A noite foi longa. Mães discutiam e reclamavam dos gritos estridentes dos bebês e a impossibilidade de se ter uma noite tranquila de sono. O silêncio necessário para o repouso daqueles que vão acordar cedo para trabalhar parecia ser um luxo muito distante daquelas pessoas.

As noites de verão tem o clima agradável e aquela não era diferente, fazia as crianças brincarem até a exaustão. Pergunto para uma delas, que bebe água desesperadamente no bebedouro público, o que estava entendendo daquela situação e se sentia saudades do Pinherinho: “Aqui está super legal, parece acampamento, tem um monte de amigo e a gente brinca o dia todo.”

Para uma criança de 9 anos, como a Jeniffer, aquela situação de caos social parecia mais uma colônia de férias. São 05:45 am, e a noite havia sido longa e exaustiva. Os roncos se misturavam ao choro das crianças e a conversa com uma moça que trabalhava no local havia sido bastante produtiva. Observo que apenas 7 ou 8 pessoas, dentre aproximadamente 300 instaladas no local, se levantam para ir trabalhar e me pergunto o que as outras farão ao longo do dia.

Não tardo a descobrir que a maior parte passaria o dia estirado nos colchões confabulando sobre o episódio passado de desocupação sem outras preocupações.

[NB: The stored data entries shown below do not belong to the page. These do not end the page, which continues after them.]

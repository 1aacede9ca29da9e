//! Thin wrappers over the backend's resource endpoints.
//!
//! Payload shapes belong to the callers; every wrapper is generic over the response type and
//! accepts any serializable body. Only paths and query encoding live here.

// crates.io
use url::form_urlencoded::Serializer;
// self
use crate::{_prelude::*, client::ApiClient, envelope::Envelope, http::ApiHttpClient};

/// Business account search.
pub const BIZ_SEARCH_ENDPOINT: &str = "/v1/biz/search";
/// Business account create.
pub const BIZ_SAVE_ENDPOINT: &str = "/v1/biz/save";
/// Business account item prefix (`/v1/biz/{id}`).
pub const BIZ_ITEM_PREFIX: &str = "/v1/biz";
/// Operators of a business account.
pub const BIZ_OPERATORS_ENDPOINT: &str = "/v1/user/operators";
/// Provider listing.
pub const PROVIDER_LIST_ENDPOINT: &str = "/v1/provider/list";
/// Provider detail.
pub const PROVIDER_FIND_ENDPOINT: &str = "/v1/provider/find";
/// Provider create/update.
pub const PROVIDER_SAVE_ENDPOINT: &str = "/v1/provider/save";
/// Provider status toggle.
pub const PROVIDER_STATUS_ENDPOINT: &str = "/v1/provider/update_status";
/// Provider removal.
pub const PROVIDER_DELETE_ENDPOINT: &str = "/v1/provider/delete";
/// Template search.
pub const TEMPLATE_SEARCH_ENDPOINT: &str = "/v1/template/search";
/// Per-business configuration lookup.
pub const BIZ_CONFIG_FIND_ENDPOINT: &str = "/v1/biz_config/find";
/// Per-business configuration create/update.
pub const BIZ_CONFIG_SAVE_ENDPOINT: &str = "/v1/biz_config/save";

/// Offset/limit pagination window.
#[derive(Clone, Copy, Debug, PartialEq, Eq, Hash, Serialize, Deserialize)]
pub struct PageQuery {
	/// Records to skip.
	pub offset: u64,
	/// Maximum records to return.
	pub limit: u64,
}
impl PageQuery {
	/// Window starting at `offset`.
	pub const fn new(offset: u64, limit: u64) -> Self {
		Self { offset, limit }
	}

	/// Window for a 1-based page number.
	pub const fn page(page: u64, page_size: u64) -> Self {
		Self { offset: page.saturating_sub(1).saturating_mul(page_size), limit: page_size }
	}
}

/// Filters accepted by the provider listing.
#[derive(Clone, Debug, Default, PartialEq, Eq)]
pub struct ProviderFilter {
	/// 1-based page number.
	pub page: Option<u64>,
	/// Page size.
	pub page_size: Option<u64>,
	/// Name filter.
	pub provider_name: Option<String>,
	/// Channel filter.
	pub channel: Option<u8>,
}

/// Query-string builder appending form-encoded pairs to an endpoint path.
#[derive(Clone, Debug, Default)]
pub struct Query(Vec<(&'static str, String)>);
impl Query {
	/// Adds a pair.
	pub fn param(mut self, key: &'static str, value: impl ToString) -> Self {
		self.0.push((key, value.to_string()));

		self
	}

	/// Adds a pair when `value` is present and non-empty.
	pub fn param_opt(self, key: &'static str, value: Option<impl ToString>) -> Self {
		match value.map(|v| v.to_string()) {
			Some(value) if !value.is_empty() => self.param(key, value),
			_ => self,
		}
	}

	/// Renders `endpoint?query`, or just `endpoint` when no pairs were added.
	pub fn append_to(&self, endpoint: &str) -> String {
		if self.0.is_empty() {
			return endpoint.to_owned();
		}

		let mut serializer = Serializer::new(String::new());

		for (key, value) in &self.0 {
			serializer.append_pair(key, value);
		}

		format!("{endpoint}?{}", serializer.finish())
	}
}

#[derive(Serialize)]
struct StatusUpdate<'a> {
	id: u64,
	active_status: &'a str,
}

#[derive(Serialize)]
struct OperatorsQuery<'a> {
	#[serde(rename = "businessId")]
	business_id: &'a str,
}

impl<C> ApiClient<C>
where
	C: ?Sized + ApiHttpClient,
{
	/// Pages through business accounts, optionally filtered by name.
	pub async fn search_businesses<T>(&self, page: PageQuery, biz_name: Option<&str>) -> Envelope<T>
	where
		T: DeserializeOwned,
	{
		let endpoint = Query::default()
			.param("offset", page.offset)
			.param("limit", page.limit)
			.param_opt("biz_name", biz_name)
			.append_to(BIZ_SEARCH_ENDPOINT);

		self.get(&endpoint).await
	}

	/// Creates a business account.
	pub async fn save_business<T, B>(&self, business: &B) -> Envelope<T>
	where
		T: DeserializeOwned,
		B: ?Sized + Serialize,
	{
		self.post(BIZ_SAVE_ENDPOINT, business).await
	}

	/// Updates a business account.
	pub async fn update_business<T, B>(&self, id: &str, business: &B) -> Envelope<T>
	where
		T: DeserializeOwned,
		B: ?Sized + Serialize,
	{
		self.put(&item_path(BIZ_ITEM_PREFIX, id), business).await
	}

	/// Deletes a business account.
	pub async fn delete_business<T>(&self, id: &str) -> Envelope<T>
	where
		T: DeserializeOwned,
	{
		self.delete(&item_path(BIZ_ITEM_PREFIX, id)).await
	}

	/// Lists the operators attached to a business account.
	pub async fn business_operators<T>(&self, business_id: &str) -> Envelope<T>
	where
		T: DeserializeOwned,
	{
		self.post(BIZ_OPERATORS_ENDPOINT, &OperatorsQuery { business_id }).await
	}

	/// Lists providers; absent or empty filters are omitted.
	pub async fn list_providers<T>(&self, filter: &ProviderFilter) -> Envelope<T>
	where
		T: DeserializeOwned,
	{
		let endpoint = Query::default()
			.param_opt("page", filter.page.filter(|p| *p > 0))
			.param_opt("page_size", filter.page_size.filter(|p| *p > 0))
			.param_opt("provider_name", filter.provider_name.as_deref())
			.param_opt("channel", filter.channel.filter(|c| *c > 0))
			.append_to(PROVIDER_LIST_ENDPOINT);

		self.get(&endpoint).await
	}

	/// Fetches one provider.
	pub async fn find_provider<T>(&self, id: u64) -> Envelope<T>
	where
		T: DeserializeOwned,
	{
		self.get(&Query::default().param("id", id).append_to(PROVIDER_FIND_ENDPOINT)).await
	}

	/// Creates or updates a provider.
	pub async fn save_provider<T, B>(&self, provider: &B) -> Envelope<T>
	where
		T: DeserializeOwned,
		B: ?Sized + Serialize,
	{
		self.post(PROVIDER_SAVE_ENDPOINT, provider).await
	}

	/// Toggles a provider's status.
	pub async fn update_provider_status<T>(&self, id: u64, active_status: &str) -> Envelope<T>
	where
		T: DeserializeOwned,
	{
		self.put(PROVIDER_STATUS_ENDPOINT, &StatusUpdate { id, active_status }).await
	}

	/// Deletes a provider.
	pub async fn delete_provider<T>(&self, id: u64) -> Envelope<T>
	where
		T: DeserializeOwned,
	{
		self.delete(&Query::default().param("id", id).append_to(PROVIDER_DELETE_ENDPOINT)).await
	}

	/// Pages through templates, optionally filtered by channel; zero values are omitted.
	pub async fn search_templates<T>(&self, page: PageQuery, channel: Option<u8>) -> Envelope<T>
	where
		T: DeserializeOwned,
	{
		let endpoint = Query::default()
			.param_opt("offset", Some(page.offset).filter(|o| *o > 0))
			.param_opt("limit", Some(page.limit).filter(|l| *l > 0))
			.param_opt("channel", channel.filter(|c| *c > 0))
			.append_to(TEMPLATE_SEARCH_ENDPOINT);

		self.get(&endpoint).await
	}

	/// Fetches the configuration of a business account.
	pub async fn find_biz_config<T>(&self, biz_id: &str) -> Envelope<T>
	where
		T: DeserializeOwned,
	{
		let endpoint = Query::default().param("biz_id", biz_id).append_to(BIZ_CONFIG_FIND_ENDPOINT);

		self.get(&endpoint).await
	}

	/// Creates or updates the configuration of a business account.
	pub async fn save_biz_config<T, B>(&self, config: &B) -> Envelope<T>
	where
		T: DeserializeOwned,
		B: ?Sized + Serialize,
	{
		self.post(BIZ_CONFIG_SAVE_ENDPOINT, config).await
	}
}

fn item_path(prefix: &str, id: &str) -> String {
	let encoded: String = url::form_urlencoded::byte_serialize(id.as_bytes()).collect();

	format!("{prefix}/{encoded}")
}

O sol brilha forte e percebo que chega e é hora de ir dormir.

Antes de partir uma cena me chama a atenção em frente a uma montanha de roupas vindas de doações: “Essas roupas estão bem piores que as minhas” diz uma moradora e indago para ela sobre trabalho: “Eu não vou me sujeitar e me humilhar para este sistema”, me calo e lembro da miséria que vi no Haiti. Para mim é suficiente, o pernoite no alojamento havia rendido bons frutos.

Victor Moriyama, 26 anos, é repórter fotográfico do Jornal O Vale, em São José dos Campos, cidade que reside atualmente. Mantém a coluna mensal Fotógrafo-escreve.